Try putting yourself in Orrin Hatch’s shoes; earlier this week the 83 year-old Utah senator announced his retirement, bravely conceding it was time to abandon his comfortable hut in the epicenter of the DC bog after serving seven terms in the upper chamber.

Seven times six, that’s 42 years, which means Hatch’s haunted the hallowed halls of the United States Capitol building for over half his life. One out of every two days Hatch’s breathed in oxygen and exhaled carbon dioxide Romney Trumpon God’s green earth were spent dressed in the suit of a federal elected official. The only problem now is a lot of people are having a hard time determining whether Hatch’s four decades-plus-long tenure is an accomplishment worthy of celebration or a travesty symbolic of everything that’s wrong with the Washington political swamp.

One way or the other the establishment is losing one of its most trustworthy creatures. Hatch made it sound like it was a difficult decision to walk away.

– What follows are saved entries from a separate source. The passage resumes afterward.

//! Compass directions used to label room exits

use std::fmt;
use std::str::FromStr;

use serde::{Deserialize, Serialize};


/// A direction label on a room exit
///
/// Ordering follows the declaration order, which is also the order exits are
/// listed in when a room is rendered.
#[derive(Debug, Clone, Copy, PartialEq, Eq, PartialOrd, Ord, Hash, Serialize, Deserialize)]
#[serde(rename_all = "lowercase")]
pub enum Direction {
    North,
    South,
    East,
    West,
}

impl Direction {
    pub const ALL: [Direction; 4] = [
        Direction::North,
        Direction::South,
        Direction::East,
        Direction::West,
    ];

    pub fn as_str(&self) -> &'static str {
        match self {
            Direction::North => "north",
            Direction::South => "south",
            Direction::East => "east",
            Direction::West => "west",
        }
    }

    pub fn opposite(&self) -> Direction {
        match self {
            Direction::North => Direction::South,
            Direction::South => Direction::North,
            Direction::East => Direction::West,
            Direction::West => Direction::East,
        }
    }
}

impl fmt::Display for Direction {
    fn fmt(&self, f: &mut fmt::Formatter<'_>) -> fmt::Result {
        f.write_str(self.as_str())
    }
}

/// Player or file input that names no compass direction
#[derive(Debug, Clone, PartialEq, Eq, thiserror::Error)]
#[error("unknown direction '{0}'")]
pub struct ParseDirectionError(pub String);

impl FromStr for Direction {
    type Err = ParseDirectionError;

    fn from_str(s: &str) -> Result<Self, Self::Err> {
        match s.trim().to_lowercase().as_str() {
            "north" | "n" => Ok(Direction::North),
            "south" | "s" => Ok(Direction::South),
            "east" | "e" => Ok(Direction::East),
            "west" | "w" => Ok(Direction::West),
            other => Err(ParseDirectionError(other.to_string())),
        }
    }
}

#[cfg(test)]
mod tests {
    use super::*;

    #[test]
    fn test_parse_direction() {
        assert_eq!("north".parse::<Direction>().ok(), Some(Direction::North));
        assert_eq!(" West ".parse::<Direction>().ok(), Some(Direction::West));
        assert_eq!("E".parse::<Direction>().ok(), Some(Direction::East));
        assert_eq!(
            "Up".parse::<Direction>(),
            Err(ParseDirectionError("up".to_string()))
        );
    }

    #[test]
    fn test_opposite_is_involutive() {
        for direction in Direction::ALL {
            assert_eq!(direction.opposite().opposite(), direction);
            assert_ne!(direction.opposite(), direction);
        }
    }

    #[test]
    fn test_direction_serializes_lowercase() {
        let json = serde_json::to_string(&Direction::South).expect("serialization should succeed");
        assert_eq!(json, "\"south\"");
    }
}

Lisa Hagen of The Hill reported, “Hatch, 83, made the announcement in a video posted to Twitter. Hatch's retirement comes despite President Trump's public encouragement for Hatch to run for reelection.

“’I've always been a fighter. I was an amateur boxer in my youth, and I brought that fighting spirit with me to Washington,’ Hatch said in the video. ‘But every good fighter knows when to hang up the gloves. And for me, that time is soon approaching.’”

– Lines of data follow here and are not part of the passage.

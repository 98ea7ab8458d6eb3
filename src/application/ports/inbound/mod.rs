//! Inbound ports - Interfaces that the application exposes to the outside world

mod adventure_port;

pub use adventure_port::AdventurePort;
//! Castle Adventure - A text adventure about breaking a castle's curse
//!
//! The crate is split the hexagonal way:
//! - `domain`: rooms, items, characters, the world graph and the game session
//! - `application`: the session engine, its ports and render-ready DTOs
//! - `infrastructure`: the built-in castle, blueprint loading, config and the console

pub mod application;
pub mod domain;
pub mod infrastructure;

It’s funny Hatch mentioned boxing because no doubt his fighting ring days were so long ago that hardly anyone recalls what he did before he was swallowed up by politics. Historians will pore over Hatch’s record in the coming months highlighting his successes and failures as a lawmaker but the real issue where he’s concerned is why would the people of Utah – or any state for that matter – keep sending the same guy to Washington for these impossibly long durations?

Think about it. The Washington Hatch first encountered in 1976 doesn’t exist anymore. 1976 was the year Ronald Reagan dueled non-elected President Gerald Ford for the Republican Party’s presidential nomination; it was also the year Americans sent the buck-toothed, straw-haired country bumpkin Jimmy Carter to the White House; the “Big Red Machine” Cincinnati Reds defeated the New York Yankees to win their second straight World Series title; the United States was celebrating its bicentennial and the disco craze was still in its infancy stages.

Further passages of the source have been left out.